A source told financial intelligence company Reorg last week that someone pitched the idea to Medtronic, which would divest LivaNova’s cardiovascular business and “certain MDT cardiac surgery products.”
“Five sector advisors said such a deal would make sense as carving out already marketed products with steady cash flows would likely be an attractive proposition for midsize healthcare private equity firms,” the Reorg report says. “LivaNova could be an attractive target for a large medtech player if it was broken up and specific assets were divested, several industry sources said.”
The source told Reorg that senior executives of both companies were in early talks about the idea.
“While we think that this deal could make sense since it would bolster MDT’s neuromodulation business and since we believe that LIVN is undervalued particularly considering its pipeline, we think it is far from a certainty,” Needham & Co. analyst Mike Matson wrote separately on Friday.
Needham performed a sum-of-parts analysis of LivaNova, which implies that its shares should be worth $75 apiece currently, keeping in mind that Needham has an $88 12-month target for LIVN. Needham believes that LivaNova’s neuromodulation business is worth $2.5 billion for an overall enterprise value of $3.9 billion.
Assuming that Medtronic pays $85 per share for LIVN and divests the cardiovascular business for $1.4 billion, Needham estimates that the deal would be less than 1% accretive to its Medtronic’s earnings per share in 2021. But the deal could prove more accretive over time if any of LivaNova’s three major pipeline projects (vagal nerve stimulation [VNS] for difficult-to-treat depression, heart failure, and sleep apnea) work out.
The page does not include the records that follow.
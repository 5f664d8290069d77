// apps/storefront_api/src/web/handlers/collection_handlers.rs

use actix_web::{web, HttpResponse};
use storefront::models::{CollectionInput, CollectionPatch};
use storefront::services::catalog;
use tracing::instrument;

use crate::errors::AppError;
use crate::state::AppState;
use crate::web::extractors::Caller;

#[instrument(name = "handler::list_collections", skip(app_state))]
pub async fn list_collections_handler(app_state: web::Data<AppState>) -> Result<HttpResponse, AppError> {
  let collections = catalog::list_collections(app_state.ds()).await?;
  Ok(HttpResponse::Ok().json(collections))
}

#[instrument(name = "handler::create_collection", skip(app_state, caller, payload), fields(user_id = ?caller.id()))]
pub async fn create_collection_handler(
  app_state: web::Data<AppState>,
  caller: Caller,
  payload: web::Json<CollectionInput>,
) -> Result<HttpResponse, AppError> {
  let collection = catalog::create_collection(app_state.ds(), caller.user(), &payload).await?;
  Ok(HttpResponse::Created().json(collection))
}

#[instrument(name = "handler::get_collection", skip(app_state, path), fields(collection_id = %path.as_ref()))]
pub async fn get_collection_handler(
  app_state: web::Data<AppState>,
  path: web::Path<i64>,
) -> Result<HttpResponse, AppError> {
  let collection = catalog::get_collection(app_state.ds(), path.into_inner()).await?;
  Ok(HttpResponse::Ok().json(collection))
}

#[instrument(name = "handler::update_collection", skip(app_state, caller, path, payload), fields(collection_id = %path.as_ref()))]
pub async fn update_collection_handler(
  app_state: web::Data<AppState>,
  caller: Caller,
  path: web::Path<i64>,
  payload: web::Json<CollectionInput>,
) -> Result<HttpResponse, AppError> {
  let collection = catalog::update_collection(app_state.ds(), caller.user(), path.into_inner(), &payload).await?;
  Ok(HttpResponse::Ok().json(collection))
}

#[instrument(name = "handler::patch_collection", skip(app_state, caller, path, payload), fields(collection_id = %path.as_ref()))]
pub async fn patch_collection_handler(
  app_state: web::Data<AppState>,
  caller: Caller,
  path: web::Path<i64>,
  payload: web::Json<CollectionPatch>,
) -> Result<HttpResponse, AppError> {
  let collection =
    catalog::patch_collection(app_state.ds(), caller.user(), path.into_inner(), payload.into_inner()).await?;
  Ok(HttpResponse::Ok().json(collection))
}

#[instrument(name = "handler::delete_collection", skip(app_state, caller, path), fields(collection_id = %path.as_ref()))]
pub async fn delete_collection_handler(
  app_state: web::Data<AppState>,
  caller: Caller,
  path: web::Path<i64>,
) -> Result<HttpResponse, AppError> {
  catalog::delete_collection(app_state.ds(), caller.user(), path.into_inner()).await?;
  Ok(HttpResponse::NoContent().finish())
}
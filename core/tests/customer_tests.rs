// tests/customer_tests.rs
mod common;

use chrono::NaiveDate;
use common::*;
use serial_test::serial;
use storefront::models::{CustomerInput, CustomerPatch, CustomerProfile, Membership, PlaceOrder};
use storefront::services::{customers, orders};
use storefront::ErrorKind;

#[tokio::test]
#[serial]
async fn me_creates_the_record_on_first_access() {
  setup_tracing();
  let shop = shop().await;
  let first = customers::me(&shop.ds, Some(&shop.alice)).await.unwrap();
  assert_eq!(first.user_id, shop.alice.id);
  assert_eq!(first.membership, Membership::Bronze);
  assert_eq!(first.phone, "");

  let second = customers::me(&shop.ds, Some(&shop.alice)).await.unwrap();
  assert_eq!(first.id, second.id);

  let err = customers::me(&shop.ds, None).await.unwrap_err();
  assert_eq!(err.kind(), ErrorKind::Unauthenticated);
}

#[tokio::test]
#[serial]
async fn me_can_be_updated_before_it_exists() {
  setup_tracing();
  let shop = shop().await;
  let profile = CustomerProfile {
    phone: "555-0100".to_string(),
    birth_date: NaiveDate::from_ymd_opt(1990, 4, 1),
    membership: Membership::Gold,
  };
  let updated = customers::update_me(&shop.ds, Some(&shop.bob), &profile).await.unwrap();
  assert_eq!(updated.user_id, shop.bob.id);
  assert_eq!(updated.phone, "555-0100");
  assert_eq!(updated.membership, Membership::Gold);

  let err = customers::update_me(&shop.ds, None, &profile).await.unwrap_err();
  assert_eq!(err.kind(), ErrorKind::Unauthenticated);
}

#[tokio::test]
#[serial]
async fn customer_administration_is_staff_only() {
  setup_tracing();
  let shop = shop().await;
  let err = customers::list_customers(&shop.ds, Some(&shop.alice)).await.unwrap_err();
  assert_eq!(err.kind(), ErrorKind::PermissionDenied);

  let created = customers::create_customer(
    &shop.ds,
    Some(&shop.staff),
    &CustomerInput {
      user_id: shop.bob.id,
      profile: CustomerProfile::default(),
    },
  )
  .await
  .unwrap();

  let duplicate = customers::create_customer(
    &shop.ds,
    Some(&shop.staff),
    &CustomerInput {
      user_id: shop.bob.id,
      profile: CustomerProfile::default(),
    },
  )
  .await
  .unwrap_err();
  assert!(duplicate.field_errors().unwrap().contains("user_id"));

  let ghost = customers::create_customer(
    &shop.ds,
    Some(&shop.staff),
    &CustomerInput {
      user_id: 9_999,
      profile: CustomerProfile::default(),
    },
  )
  .await
  .unwrap_err();
  assert!(ghost.field_errors().unwrap().contains("user_id"));

  let patched = customers::patch_customer(
    &shop.ds,
    Some(&shop.staff),
    created.id,
    CustomerPatch {
      membership: Some(Membership::Silver),
      ..Default::default()
    },
  )
  .await
  .unwrap();
  assert_eq!(patched.membership, Membership::Silver);

  let listed = customers::list_customers(&shop.ds, Some(&shop.staff)).await.unwrap();
  assert_eq!(listed.len(), 1);

  customers::delete_customer(&shop.ds, Some(&shop.staff), created.id)
    .await
    .unwrap();
  let err = customers::get_customer(&shop.ds, Some(&shop.staff), created.id)
    .await
    .unwrap_err();
  assert_eq!(err.kind(), ErrorKind::NotFound);
}

#[tokio::test]
#[serial]
async fn customers_with_orders_cannot_be_deleted() {
  setup_tracing();
  let shop = shop().await;
  let cart_id = cart_with(&shop.ds, &[(shop.mug.id, 1)]).await;
  let order = orders::place_order(&shop.ds, Some(&shop.alice), &PlaceOrder { cart_id })
    .await
    .unwrap();

  let err = customers::delete_customer(&shop.ds, Some(&shop.superuser), order.customer_id)
    .await
    .unwrap_err();
  assert_eq!(err.kind(), ErrorKind::NotAllowed);
}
LivaNova got a powerful ally in its VNS research last week. The company announced that it has added Google’s (NSDQ:GOOGL) Verily to its study of vagus nerve stimulation (VNS) therapy for difficult-to-treat depression. In November, LivaNova said it was giving up on its Caisson Interventional transcatheter mitral valve replacement (TMVR) program and plans to restructure its heart valve business to improve profitability.
The company’s heart valve business represented nearly $130 million in revenue during fiscal 2018 and saw its revenue numbers decline over the last five years, both with biological and mechanical valves, leading to a decision to begin restructuring, according to LivaNova. The company bought out Caisson Interventional in a May 2017 deal worth $72 million, having previously owned a 49% stake in the Caisson.
Spokespeople for Medtronic and LivaNova each said their respective companies do not comment on speculation. Sources told Reorg that Boston Scientific (NYSE:BSX), Johnson & Johnson (NYSE:JNJ) or Edwards Lifesciences (NYSE:EW) might also be interested in LivaNova.
“We think the deal as described above would be positive for MDT,” Matson wrote. “MDT is the market leader in neuromodulation and we estimate that its neuromodulation market share is 43%. MDT offers spinal cord stimulation (SCS), deep brain stimulation (DBS), and sacral neuromodulation (SNM) products but does not offer vagal nerve stimulation (VNS). In contrast, LIVN is the market leader in VNS and we estimate that its neuromodulation market share is 9%. Given this, we believe that VNS would be complementary to MDT’s current neuromodulation business.”
LivaNova investors may not be impressed with the idea of a Medtronic takeover. The company’s shares were down 2.41% to $68.04 in mid-morning trading today.
This article has been updated with a comment from LivaNova.